Source records:

****

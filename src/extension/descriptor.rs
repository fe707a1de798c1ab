//! Block descriptor handed to the block editor.
//!
//! The descriptor lists every block the extension offers, the menus those
//! blocks use and a project URL. Two label sets exist: English (default)
//! and Dutch.
//!
//! # Format
//!
//! ```json
//! {
//!   "blocks": [
//!     ["w", "Connect to OWLS on host %s and port %n.", "cnct", "Host", "Port"],
//!     [" ", "Clear All Pixels", "clearPixels"],
//!     ["r", "number of pixels", "getPixelCount"]
//!   ],
//!   "menus": { "direction": ["Left", "Right"], "showstate": ["On", "Off"] },
//!   "url": "https://github.com/ronbuist/owls"
//! }
//! ```

// ============================================================================
// Imports
// ============================================================================

use serde::ser::SerializeSeq;
use serde::{Serialize, Serializer};

// ============================================================================
// Constants
// ============================================================================

/// Name the extension registers under.
pub const EXTENSION_NAME: &str = "owls";

/// Project page linked from the editor.
pub const PROJECT_URL: &str = "https://github.com/ronbuist/owls";

// ============================================================================
// Locale
// ============================================================================

/// Language of block labels and menu items.
#[derive(Debug, Clone, Copy, Default, PartialEq, Eq, Hash)]
pub enum Locale {
    /// English labels.
    #[default]
    English,
    /// Dutch labels.
    Dutch,
}

impl Locale {
    /// Picks a locale from a browser-style language tag such as `nl-NL`.
    ///
    /// Any tag containing `NL` (case-insensitive) selects Dutch.
    #[must_use]
    pub fn from_language_tag(tag: &str) -> Self {
        if tag.to_uppercase().contains("NL") {
            Self::Dutch
        } else {
            Self::English
        }
    }
}

// ============================================================================
// BlockType
// ============================================================================

/// Kind of block, as the editor's one-character code.
#[derive(Debug, Clone, Copy, PartialEq, Eq, Hash)]
pub enum BlockType {
    /// Plain command block.
    Command,
    /// Command block the editor waits on until it completes.
    Wait,
    /// Reporter block returning a value.
    Reporter,
}

impl BlockType {
    /// Returns the editor's type code.
    #[inline]
    #[must_use]
    pub const fn code(self) -> &'static str {
        match self {
            Self::Command => " ",
            Self::Wait => "w",
            Self::Reporter => "r",
        }
    }
}

// ============================================================================
// Block
// ============================================================================

/// One block definition.
///
/// Serializes as `[type, label, function, defaults...]`.
#[derive(Debug, Clone, PartialEq, Eq)]
pub struct Block {
    /// Block kind.
    pub block_type: BlockType,
    /// Label with `%s` / `%n` / `%m.menu` placeholders.
    pub label: &'static str,
    /// Function the editor invokes.
    pub function: &'static str,
    /// Default argument values, one per placeholder.
    pub defaults: &'static [&'static str],
}

impl Block {
    const fn new(
        block_type: BlockType,
        label: &'static str,
        function: &'static str,
        defaults: &'static [&'static str],
    ) -> Self {
        Self {
            block_type,
            label,
            function,
            defaults,
        }
    }

    /// Returns the number of arguments the block takes.
    #[inline]
    #[must_use]
    pub fn arity(&self) -> usize {
        self.defaults.len()
    }
}

impl Serialize for Block {
    fn serialize<S: Serializer>(&self, serializer: S) -> Result<S::Ok, S::Error> {
        let mut seq = serializer.serialize_seq(Some(3 + self.defaults.len()))?;
        seq.serialize_element(self.block_type.code())?;
        seq.serialize_element(self.label)?;
        seq.serialize_element(self.function)?;
        for default in self.defaults {
            seq.serialize_element(default)?;
        }
        seq.end()
    }
}

// ============================================================================
// Menus
// ============================================================================

/// Dropdown menus referenced by `%m.<name>` placeholders.
#[derive(Debug, Clone, PartialEq, Eq, Serialize)]
pub struct Menus {
    /// Shift directions, "left" first.
    pub direction: [&'static str; 2],
    /// Autoshow states, "on" first.
    pub showstate: [&'static str; 2],
}

// ============================================================================
// Descriptor
// ============================================================================

/// Full extension descriptor for one locale.
#[derive(Debug, Clone, PartialEq, Eq, Serialize)]
pub struct Descriptor {
    /// Block definitions in palette order.
    pub blocks: Vec<Block>,
    /// Dropdown menus.
    pub menus: Menus,
    /// Project page.
    pub url: &'static str,
}

impl Descriptor {
    /// Builds the descriptor for `locale`.
    #[must_use]
    pub fn for_locale(locale: Locale) -> Self {
        match locale {
            Locale::English => Self::english(),
            Locale::Dutch => Self::dutch(),
        }
    }

    /// Looks up a block by function name.
    #[must_use]
    pub fn block(&self, function: &str) -> Option<&Block> {
        self.blocks.iter().find(|block| block.function == function)
    }

    /// Serializes the descriptor to the editor's JSON shape.
    ///
    /// # Errors
    ///
    /// Returns [`crate::Error::Json`] if serialization fails.
    pub fn to_json(&self) -> crate::Result<String> {
        Ok(serde_json::to_string(self)?)
    }

    fn english() -> Self {
        use BlockType::{Command, Reporter, Wait};

        Self {
            blocks: vec![
                Block::new(Wait, "Connect to OWLS on host %s and port %n.", "cnct", &["Host", "Port"]),
                Block::new(Command, "Disconnect from OWLS server", "discnct", &[]),
                Block::new(Command, "Clear All Pixels", "clearPixels", &[]),
                Block::new(Command, "Set All Pixels to color red %n green %n blue %n", "setPixels", &["0", "0", "0"]),
                Block::new(Command, "Set pixel %n to color red %n green %n blue %n", "setPixel", &["0", "0", "0", "0"]),
                Block::new(Command, "Autoshow %m.showstate", "autoShow", &["On"]),
                Block::new(Command, "Show pixels", "show", &[]),
                Block::new(Command, "Shift pixels %m.direction", "shiftPixels", &["Left"]),
                Block::new(Command, "Dim pixels %n", "dim", &["1"]),
                Block::new(Command, "Set number of pixels to %n", "setPixelCount", &["8"]),
                Block::new(Reporter, "number of pixels", "getPixelCount", &[]),
            ],
            menus: Menus {
                direction: ["Left", "Right"],
                showstate: ["On", "Off"],
            },
            url: PROJECT_URL,
        }
    }

    fn dutch() -> Self {
        use BlockType::{Command, Reporter, Wait};

        Self {
            blocks: vec![
                Block::new(Wait, "Verbind met OWLS op %s poort %n.", "cnct", &["Host", "Poort"]),
                Block::new(Command, "Verbreek verbinding met OWLS", "discnct", &[]),
                Block::new(Command, "Alle pixels uit", "clearPixels", &[]),
                Block::new(Command, "Kleur alle pixels rood %n groen %n blauw %n", "setPixels", &["0", "0", "0"]),
                Block::new(Command, "Kleur pixel %n rood %n groen %n blauw %n", "setPixel", &["0", "0", "0", "0"]),
                Block::new(Command, "Direct zien %m.showstate", "autoShow", &["Aan"]),
                Block::new(Command, "Toon pixels", "show", &[]),
                Block::new(Command, "Verschuif pixels %m.direction", "shiftPixels", &["Links"]),
                Block::new(Command, "Maak pixels %n donker", "dim", &["1"]),
                Block::new(Command, "Stel aantal pixels in op %n", "setPixelCount", &["8"]),
                Block::new(Reporter, "Aantal pixels", "getPixelCount", &[]),
            ],
            menus: Menus {
                direction: ["Links", "Rechts"],
                showstate: ["Aan", "Uit"],
            },
            url: PROJECT_URL,
        }
    }
}

// ============================================================================
// Tests
// ============================================================================

#[cfg(test)]
mod tests {
    use super::*;

    use crate::protocol::{AutoShow, ShiftDirection};

    #[test]
    fn test_locale_from_language_tag() {
        assert_eq!(Locale::from_language_tag("nl-NL"), Locale::Dutch);
        assert_eq!(Locale::from_language_tag("nl"), Locale::Dutch);
        assert_eq!(Locale::from_language_tag("en-US"), Locale::English);
        assert_eq!(Locale::from_language_tag(""), Locale::English);
    }

    #[test]
    fn test_locales_share_functions() {
        let english = Descriptor::for_locale(Locale::English);
        let dutch = Descriptor::for_locale(Locale::Dutch);

        assert_eq!(english.blocks.len(), 11);
        assert_eq!(dutch.blocks.len(), 11);
        for (en, nl) in english.blocks.iter().zip(&dutch.blocks) {
            assert_eq!(en.function, nl.function);
            assert_eq!(en.block_type, nl.block_type);
            assert_eq!(en.arity(), nl.arity());
        }
    }

    #[test]
    fn test_menus_parse_to_expected_commands() {
        for locale in [Locale::English, Locale::Dutch] {
            let menus = Descriptor::for_locale(locale).menus;
            assert_eq!(ShiftDirection::from_label(menus.direction[0]), ShiftDirection::Left);
            assert_eq!(ShiftDirection::from_label(menus.direction[1]), ShiftDirection::Right);
            assert_eq!(AutoShow::from_label(menus.showstate[0]), AutoShow::On);
            assert_eq!(AutoShow::from_label(menus.showstate[1]), AutoShow::Off);
        }
    }

    #[test]
    fn test_block_lookup() {
        let descriptor = Descriptor::for_locale(Locale::English);
        let block = descriptor.block("setPixel").expect("block exists");
        assert_eq!(block.arity(), 4);
        assert!(descriptor.block("explode").is_none());
    }

    #[test]
    fn test_block_json_shape() {
        let descriptor = Descriptor::for_locale(Locale::English);
        let json: serde_json::Value =
            serde_json::from_str(&descriptor.to_json().expect("serialize")).expect("parse");

        assert_eq!(
            json["blocks"][0],
            serde_json::json!(["w", "Connect to OWLS on host %s and port %n.", "cnct", "Host", "Port"])
        );
        assert_eq!(json["blocks"][10], serde_json::json!(["r", "number of pixels", "getPixelCount"]));
        assert_eq!(json["menus"]["showstate"], serde_json::json!(["On", "Off"]));
        assert_eq!(json["url"], PROJECT_URL);
    }
}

****

Looking at the records above, count the lines with the word "static" in them; reply with the number only.

• **Answer below**
10